Takei attacked that choice Thursday, calling it “really unfortunate” in an interview with The Hollywood Reporter. And now the man who plays chief engineer Montgomery Scott, known affectionately as “Scotty,” is firing back, with phasers set to love.

“I have huge love and respect for George Takei, his heart, courage and humour are an inspiration,” he wrote in the statement to the British newspaper, The Guardian. “However, with regards to his thoughts on our Sulu, I must respectfully disagree with him.”

Pegg, who cowrote the screenplay, rejected Takei’s suggestion to add a gay character rather than change the perceived sexual orientation of a main character, now played by actor John Cho.

“He’s right, it is unfortunate, it’s unfortunate that the screen version of the most inclusive, tolerant universe in science fiction hasn’t featured an LGBT character until now. We could have introduced a new gay character, but he or she would have been primarily defined by their sexuality, seen as the ‘gay character’, rather than simply for who they are, and isn’t that tokenism?”
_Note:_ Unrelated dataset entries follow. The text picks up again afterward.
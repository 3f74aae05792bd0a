use komadai_core::{
    board::Board,
    eval::Evaluator,
    game::is_in_check,
    movegen::find_king,
    position::GameState,
    types::{Color, PieceType, Score, Square},
};

/// Material values, indexed by `PieceType`. Both royal kinds share a value.
const PIECE_VALUES: [i32; 15] = [
    100,    // fu
    350,    // kyosha
    400,    // keima
    500,    // gin
    600,    // kin
    900,    // kaku
    1_000,  // hisha
    10_000, // ou
    10_000, // gyoku
    600,    // tokin
    550,    // nkyosha
    600,    // nkeima
    700,    // ngin
    1_100,  // uma
    1_200,  // ryu
];

/// Held pieces count for four fifths of their board value.
const HAND_NUMERATOR: i32 = 4;
const HAND_DENOMINATOR: i32 = 5;

const CHECK_PENALTY: i32 = 2_000;

const KING_HOME_BONUS: i32 = 1_000;
const KING_SECOND_RANK_PENALTY: i32 = 500;
const KING_ADVANCE_PENALTY: i32 = 1_000;

const CENTER_WEIGHT: i32 = 10;
const ADVANCE_WEIGHT: i32 = 15;
const MAJOR_PIECE_BONUS: i32 = 100;

const GOLD_SILVER_GUARD: i32 = 300;
const OTHER_GUARD: i32 = 80;
const ADJACENT_MAJOR_THREAT: i32 = 5_000;
const THIN_DEFENCE_PENALTY: i32 = 500;
const ESCAPE_SQUARE_BONUS: i32 = 30;
const MISSING_KING_PENALTY: i32 = 50_000;

const NEIGHBOURS: [(i8, i8); 8] = [
    (-1, -1),
    (-1, 0),
    (-1, 1),
    (0, -1),
    (0, 1),
    (1, -1),
    (1, 0),
    (1, 1),
];

/// Material, placement, check and king-shelter terms, scored from sente's
/// side.
#[derive(Debug, Clone, Copy)]
pub struct ClassicalEval;

impl ClassicalEval {
    pub fn new() -> Self {
        Self
    }
}

impl Default for ClassicalEval {
    fn default() -> Self {
        Self::new()
    }
}

impl Evaluator for ClassicalEval {
    fn evaluate(&self, state: &GameState) -> Score {
        let mut sente_score: i32 = 0;
        let mut gote_score: i32 = 0;

        for (square, piece) in state.board.pieces() {
            let value = piece_value(piece.piece_type)
                + position_bonus(piece.piece_type, piece.color, square);
            match piece.color {
                Color::Sente => sente_score += value,
                Color::Gote => gote_score += value,
            }
        }

        for color in Color::ALL {
            let held: i32 = state
                .hand
                .held(color)
                .map(|(kind, count)| piece_value(kind) * i32::from(count))
                .sum();
            let held = held * HAND_NUMERATOR / HAND_DENOMINATOR;
            match color {
                Color::Sente => sente_score += held,
                Color::Gote => gote_score += held,
            }
        }

        if is_in_check(state, Color::Sente) {
            sente_score -= CHECK_PENALTY;
        }
        if is_in_check(state, Color::Gote) {
            gote_score -= CHECK_PENALTY;
        }

        sente_score += king_safety(&state.board, Color::Sente);
        gote_score += king_safety(&state.board, Color::Gote);

        Score(sente_score - gote_score)
    }
}

#[inline]
pub fn piece_value(kind: PieceType) -> i32 {
    PIECE_VALUES[kind as usize]
}

fn position_bonus(kind: PieceType, color: Color, square: Square) -> i32 {
    let advance = i32::from(color.relative_rank(square.rank));

    if kind.is_royal() {
        return match advance {
            0 => KING_HOME_BONUS,
            1 => -KING_SECOND_RANK_PENALTY,
            _ => -advance * KING_ADVANCE_PENALTY,
        };
    }

    let center_distance = (i32::from(square.file) - 5).abs();
    let mut bonus = (4 - center_distance) * CENTER_WEIGHT + advance * ADVANCE_WEIGHT;
    if matches!(
        kind,
        PieceType::Rook | PieceType::Bishop | PieceType::Dragon | PieceType::Horse
    ) {
        bonus += MAJOR_PIECE_BONUS;
    }
    bonus
}

fn king_safety(board: &Board, color: Color) -> i32 {
    let Some(king) = find_king(board, color) else {
        return -MISSING_KING_PENALTY;
    };

    let mut safety = 0;
    let mut defenders = 0;
    let mut escapes = 0;

    for (dr, df) in NEIGHBOURS {
        let Some(square) = king.offset(dr, df) else {
            continue;
        };
        match board.get(square) {
            Some(piece) if piece.color == color => {
                defenders += 1;
                safety += match piece.piece_type {
                    PieceType::Gold | PieceType::Silver => GOLD_SILVER_GUARD,
                    _ => OTHER_GUARD,
                };
            }
            Some(piece) => {
                escapes += 1;
                if matches!(piece.piece_type, PieceType::Dragon | PieceType::Horse) {
                    safety -= ADJACENT_MAJOR_THREAT;
                }
            }
            None => escapes += 1,
        }
    }

    if defenders < 2 {
        safety -= THIN_DEFENCE_PENALTY;
    }
    safety + escapes * ESCAPE_SQUARE_BONUS
}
Pegg showed his keen knowledge of the “Star Trek” universe in discussing creator Gene Roddenberry’s vision of 50 years ago, defending the new film’s reflection of his love for “infinite diversity in infinite combinations.” And he reminded readers “Star Trek Beyond” and the two movies that preceded it are stories that are deliberately different from the original storyline begun in 1966.

“Our Trek is an alternate timeline with alternate details,” Pegg wrote. “Whatever magic ingredient determines our sexuality was different for Sulu in our timeline. I like this idea because it suggests that in a hypothetical multiverse, across an infinite matrix of alternate realities, we are all LGBT somewhere.

“Whatever dimension we inhabit, we all just want to be loved by those we love (and I love George Takei). I can’t speak for every reality but that must surely true of this one. Live long and prosper.”